Comet Queen is a superhero appearing in media published by DC Comics, primarily as a member of the Legion of Super-Heroes in the 30th and 31st centuries prior to Zero Hour.

Fictional character biography

Pre-Zero Hour
Grava of the Earth colony Extal is a long-time fan of Star Boy, and wants desperately to become a member of the Legion.  Hoping to gain superpowers she foolishly jumps from a space ship onto the tail of a passing comet. She fails to realize that Star Boy has flown through a particular comet while inside a starship, rather than unprotected by anything more than a futuristic space-suit. The ploy works and the comet gives her the ability to fly in the vacuum of space as well as the ability to emit various "comet-like gases".

The comet tail alters Grava's physical form, giving her hair the appearance of streaming flames. Presented as nominally humanoid in flashback, her father appears to be some species derived from something akin to rats, and this suggests she is of mixed parentage or possibly adopted.

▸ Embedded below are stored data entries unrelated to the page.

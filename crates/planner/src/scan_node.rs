use quarry_common::Result;

use crate::predicate::KeyRanges;
use crate::scan_unit::ScanUnit;

/// Execution-node count requested for one scheduling run.
///
/// Explicit variants instead of sentinel integer constants; the invalid
/// combinations either cannot be expressed or fail fast as precondition
/// errors in the scheduler that receives them.
#[derive(Debug, Clone, Copy, PartialEq, Eq)]
pub enum TargetNodes {
    /// Spread work across exactly this many execution hosts. Zero is a
    /// precondition error.
    Exactly(usize),
    /// Use every host that received blocks; skips load leveling.
    AllDataHosts,
    /// Use every host in every rack. Meaningful only to rack-aware
    /// scheduling strategies; block-locality scheduling rejects it.
    AllRackHosts,
}

/// Narrow planning capability of a scan over one storage backend.
///
/// Backends differ in how they place work (block-replica locality here,
/// key-ordered row stores elsewhere) but expose the same two planning entry
/// points to the plan finalizer.
pub trait ScanNode {
    /// Computes and caches the active partition set for the scan.
    ///
    /// Runs once at plan finalization. The cached set is read-only
    /// afterwards and shared by every subsequent
    /// [`ScanNode::compute_scan_units`] call.
    fn finalize(&mut self, key_ranges: Option<&KeyRanges>) -> Result<()>;

    /// Packages the finalized scan into per-host units of work.
    ///
    /// May be invoked repeatedly with different node requests; invocations
    /// are independent and never mutate the finalized partition set.
    fn compute_scan_units(&self, nodes: TargetNodes) -> Result<Vec<ScanUnit>>;
}
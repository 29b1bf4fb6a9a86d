use quarry_common::Result;

use crate::partition::{BlockMeta, Partition};

/// Block-location adapter: enumerates the replicated block descriptors of
/// one partition.
///
/// Implementations are backend-specific. A deployed engine answers from the
/// storage service's block-location cache; [`PartitionBlockSource`] answers
/// from descriptors embedded in the catalog snapshot.
pub trait BlockSource: Send + Sync {
    /// Returns fresh block descriptors for `partition`, in file order.
    ///
    /// # Errors
    /// Returns an error when the backing metadata service cannot enumerate
    /// the partition's blocks.
    fn blocks(&self, partition: &Partition) -> Result<Vec<BlockMeta>>;
}

/// Catalog-backed [`BlockSource`] reading the descriptors registered with
/// the partition itself.
#[derive(Debug, Default, Clone, Copy)]
pub struct PartitionBlockSource;

impl BlockSource for PartitionBlockSource {
    fn blocks(&self, partition: &Partition) -> Result<Vec<BlockMeta>> {
        Ok(partition.blocks.clone())
    }
}
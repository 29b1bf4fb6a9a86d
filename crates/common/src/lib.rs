//! Shared error contracts and typed identifiers for Quarry crates.
//!
//! Architecture role:
//! - provides the common [`QuarryError`] / [`Result`] contracts
//! - defines typed ids passed between catalog and planner layers
//!
//! Key modules:
//! - [`error`]
//! - [`ids`]

pub mod error;
pub mod ids;

pub use error::{QuarryError, Result};
pub use ids::*;
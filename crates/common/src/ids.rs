//! Typed identifiers shared across catalog/planner components.

use serde::{Deserialize, Serialize};
use std::fmt;

/// Stable plan-node identifier within a query plan.
#[derive(Debug, Clone, Copy, PartialEq, Eq, Hash, Serialize, Deserialize)]
pub struct PlanNodeId(
    /// Raw numeric id value.
    pub u64,
);

impl fmt::Display for PlanNodeId {
    fn fmt(&self, f: &mut fmt::Formatter<'_>) -> fmt::Result {
        write!(f, "{}", self.0)
    }
}

/// Stable partition identifier within a table.
#[derive(Debug, Clone, Copy, PartialEq, Eq, Hash, Serialize, Deserialize)]
pub struct PartitionId(
    /// Raw numeric id value.
    pub u64,
);

impl fmt::Display for PartitionId {
    fn fmt(&self, f: &mut fmt::Formatter<'_>) -> fmt::Result {
        write!(f, "{}", self.0)
    }
}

In Tales of the Legion of Super-Heroes #336 (June 1986), Reserve Legionnaire Bouncing Boy describes to his comrade Superboy how he came to meet the young heroine while he was on a goodwill tour to a planet called Quaal III. Comet Queen ambushed him in the hotel and introduced herself, declaring him her very own "personal Legionnaire". Bouncing Boy rejected Comet Queen's initial bid for membership on the grounds that she has not proven herself. Later, he finds out from several hotel guests, including Grava's own father, that the girl has gone off in a fit of dejection to search for Quaal III's lava seas to seek out the planet's mythical natives as a "super-feat" to prove herself worthy. This mirrors Supergirl's bid to join the Legion by excavating various Earthling artifacts. Instead, Bouncing Boy and Comet Queen end up in a near-death situation until they work together to escape.

As a result of Comet Queen's adventure with Bouncing Boy, she is accepted into the Legion Academy training program, located at Montauk Point (a safe distance from the Legion itself) and is taught by Bouncing Boy and his wife Duo Damsel. It is here that she becomes friends with other Legion hopefuls, including Superman's supposed descendant Laurel Kent, and Shadow Lass's cousin, Shadow Kid.

Comet Queen's unusual appearance is paired with eccentric speech patterns – her dialogue is peppered with bizarre private slang that incorporates words related to celestial bodies, seemingly at random. Her dialogue is usually presented in square, yellow-tinged speech balloons with thick lines, and her idiosyncratic rhythms baffle those around her, often as a spoof of stereotypical Valley Girl style.

She is later recruited into a short-lived version of the Legion of Substitute Heroes, formed by Cosmic Boy to deal with special missions. Other members of this group include Night Girl, Karate Kid, as well as her former teachers, Bouncing Boy and Duo Damsel.

Post-Zero Hour
Comet Queen makes two appearances after Zero Hour: Crisis in Time, in Legionnaires #43 (December 1996), and later as a member of the new Legion Academy in Legion #25.

Post-Infinite Crisis/52 
Comet Queen later appears in Final Crisis: Legion of 3 Worlds #5, among many Legionnaires from alternate realities and Legion-related characters who have been brought to fight the Time Trapper.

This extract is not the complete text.